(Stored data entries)

= = = =

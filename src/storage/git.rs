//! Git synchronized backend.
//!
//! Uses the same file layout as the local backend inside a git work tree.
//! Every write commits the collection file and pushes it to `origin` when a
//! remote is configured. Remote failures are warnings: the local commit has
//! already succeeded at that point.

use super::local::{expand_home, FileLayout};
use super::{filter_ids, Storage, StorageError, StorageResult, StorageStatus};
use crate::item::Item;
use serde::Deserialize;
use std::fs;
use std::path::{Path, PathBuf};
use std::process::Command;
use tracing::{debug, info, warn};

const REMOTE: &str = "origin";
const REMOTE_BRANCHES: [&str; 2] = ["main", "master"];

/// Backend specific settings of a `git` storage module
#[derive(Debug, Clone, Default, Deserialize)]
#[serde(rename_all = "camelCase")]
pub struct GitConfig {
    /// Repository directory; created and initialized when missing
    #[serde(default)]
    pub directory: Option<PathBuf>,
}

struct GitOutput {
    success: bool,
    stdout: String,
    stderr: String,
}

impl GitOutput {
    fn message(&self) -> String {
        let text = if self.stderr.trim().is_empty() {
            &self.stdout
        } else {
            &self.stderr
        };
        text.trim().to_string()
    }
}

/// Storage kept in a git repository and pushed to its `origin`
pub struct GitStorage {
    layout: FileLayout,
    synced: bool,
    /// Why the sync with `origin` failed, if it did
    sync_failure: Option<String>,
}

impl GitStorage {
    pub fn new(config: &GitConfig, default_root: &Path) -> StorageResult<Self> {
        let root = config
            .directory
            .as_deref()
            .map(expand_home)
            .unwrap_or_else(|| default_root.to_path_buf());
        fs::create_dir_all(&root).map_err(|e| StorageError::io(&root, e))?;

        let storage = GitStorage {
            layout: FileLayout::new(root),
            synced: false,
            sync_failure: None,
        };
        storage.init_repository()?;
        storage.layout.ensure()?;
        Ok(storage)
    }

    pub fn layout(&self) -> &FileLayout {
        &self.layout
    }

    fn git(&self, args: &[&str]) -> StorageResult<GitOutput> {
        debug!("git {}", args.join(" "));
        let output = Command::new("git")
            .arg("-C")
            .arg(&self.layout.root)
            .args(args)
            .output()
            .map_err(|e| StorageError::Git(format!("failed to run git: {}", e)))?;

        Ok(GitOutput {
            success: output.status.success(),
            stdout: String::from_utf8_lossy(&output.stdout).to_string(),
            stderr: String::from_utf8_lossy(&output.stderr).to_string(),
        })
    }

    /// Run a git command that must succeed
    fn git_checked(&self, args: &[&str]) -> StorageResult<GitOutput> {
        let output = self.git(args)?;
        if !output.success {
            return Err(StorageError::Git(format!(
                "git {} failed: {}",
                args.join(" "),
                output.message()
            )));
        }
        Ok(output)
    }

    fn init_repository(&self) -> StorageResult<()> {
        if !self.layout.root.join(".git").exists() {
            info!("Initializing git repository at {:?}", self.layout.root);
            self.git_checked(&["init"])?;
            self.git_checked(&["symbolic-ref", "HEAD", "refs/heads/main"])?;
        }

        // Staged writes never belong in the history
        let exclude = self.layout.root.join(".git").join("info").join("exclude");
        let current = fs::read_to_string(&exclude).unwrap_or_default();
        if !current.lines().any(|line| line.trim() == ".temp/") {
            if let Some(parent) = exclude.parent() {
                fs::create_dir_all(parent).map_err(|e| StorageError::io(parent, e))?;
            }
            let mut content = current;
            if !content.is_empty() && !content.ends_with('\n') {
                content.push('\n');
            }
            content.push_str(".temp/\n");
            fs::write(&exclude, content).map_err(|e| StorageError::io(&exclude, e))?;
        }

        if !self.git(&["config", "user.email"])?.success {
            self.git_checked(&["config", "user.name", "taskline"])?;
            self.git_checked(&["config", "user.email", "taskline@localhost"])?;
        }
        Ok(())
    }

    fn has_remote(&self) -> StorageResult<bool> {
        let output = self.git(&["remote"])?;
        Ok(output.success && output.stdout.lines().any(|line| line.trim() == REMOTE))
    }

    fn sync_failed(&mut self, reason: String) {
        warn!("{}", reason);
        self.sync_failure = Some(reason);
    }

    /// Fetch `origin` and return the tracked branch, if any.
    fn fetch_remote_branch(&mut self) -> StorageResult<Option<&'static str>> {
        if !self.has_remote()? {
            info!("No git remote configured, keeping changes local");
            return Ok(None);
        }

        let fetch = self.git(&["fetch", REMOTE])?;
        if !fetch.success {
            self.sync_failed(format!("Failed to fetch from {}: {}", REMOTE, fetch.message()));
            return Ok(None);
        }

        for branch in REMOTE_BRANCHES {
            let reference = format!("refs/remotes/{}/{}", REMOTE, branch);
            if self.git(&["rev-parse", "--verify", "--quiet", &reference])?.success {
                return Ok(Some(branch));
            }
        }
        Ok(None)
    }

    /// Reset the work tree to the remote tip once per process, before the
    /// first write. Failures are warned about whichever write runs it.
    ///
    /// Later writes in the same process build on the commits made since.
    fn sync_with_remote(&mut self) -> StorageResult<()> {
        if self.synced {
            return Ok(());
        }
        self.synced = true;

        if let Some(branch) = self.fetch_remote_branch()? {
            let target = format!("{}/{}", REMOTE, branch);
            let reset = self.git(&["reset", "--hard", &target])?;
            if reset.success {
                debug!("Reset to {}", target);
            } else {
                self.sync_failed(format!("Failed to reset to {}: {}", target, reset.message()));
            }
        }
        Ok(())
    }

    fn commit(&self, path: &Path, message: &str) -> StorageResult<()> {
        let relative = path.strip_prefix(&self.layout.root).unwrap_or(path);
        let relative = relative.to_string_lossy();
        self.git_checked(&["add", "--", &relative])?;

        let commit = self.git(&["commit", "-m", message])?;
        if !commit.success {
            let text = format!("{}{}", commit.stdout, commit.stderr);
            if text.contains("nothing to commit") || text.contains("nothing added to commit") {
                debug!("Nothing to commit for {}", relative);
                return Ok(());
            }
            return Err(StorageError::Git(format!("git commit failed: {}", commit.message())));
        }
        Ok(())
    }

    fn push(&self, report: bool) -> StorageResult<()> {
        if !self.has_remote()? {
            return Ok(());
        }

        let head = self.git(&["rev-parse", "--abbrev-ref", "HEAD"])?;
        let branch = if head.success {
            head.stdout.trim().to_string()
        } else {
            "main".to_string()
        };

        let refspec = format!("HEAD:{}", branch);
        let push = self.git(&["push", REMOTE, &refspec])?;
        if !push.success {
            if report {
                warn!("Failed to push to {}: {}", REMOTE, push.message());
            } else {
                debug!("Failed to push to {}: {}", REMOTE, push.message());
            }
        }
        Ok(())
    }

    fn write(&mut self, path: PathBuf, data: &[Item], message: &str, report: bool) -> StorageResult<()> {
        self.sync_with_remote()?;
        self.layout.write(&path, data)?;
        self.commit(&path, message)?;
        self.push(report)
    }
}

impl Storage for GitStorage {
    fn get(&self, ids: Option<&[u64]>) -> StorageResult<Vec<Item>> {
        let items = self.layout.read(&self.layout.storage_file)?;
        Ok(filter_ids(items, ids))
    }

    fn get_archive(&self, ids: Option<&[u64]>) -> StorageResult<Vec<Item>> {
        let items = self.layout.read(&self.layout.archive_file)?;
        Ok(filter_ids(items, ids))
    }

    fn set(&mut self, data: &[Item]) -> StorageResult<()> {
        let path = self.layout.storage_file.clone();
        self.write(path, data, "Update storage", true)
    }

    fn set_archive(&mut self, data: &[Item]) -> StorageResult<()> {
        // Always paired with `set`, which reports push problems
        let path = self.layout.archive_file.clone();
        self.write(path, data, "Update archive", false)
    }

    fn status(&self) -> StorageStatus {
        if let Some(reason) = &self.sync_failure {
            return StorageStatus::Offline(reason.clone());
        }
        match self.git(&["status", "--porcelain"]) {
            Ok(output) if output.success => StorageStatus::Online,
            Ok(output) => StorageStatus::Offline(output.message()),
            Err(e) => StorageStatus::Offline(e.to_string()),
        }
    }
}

= = = =

Among the entries above, tally each line with the string "parse" and state that figure only.

**SOLUTION TO THIS EXERCISE:**
2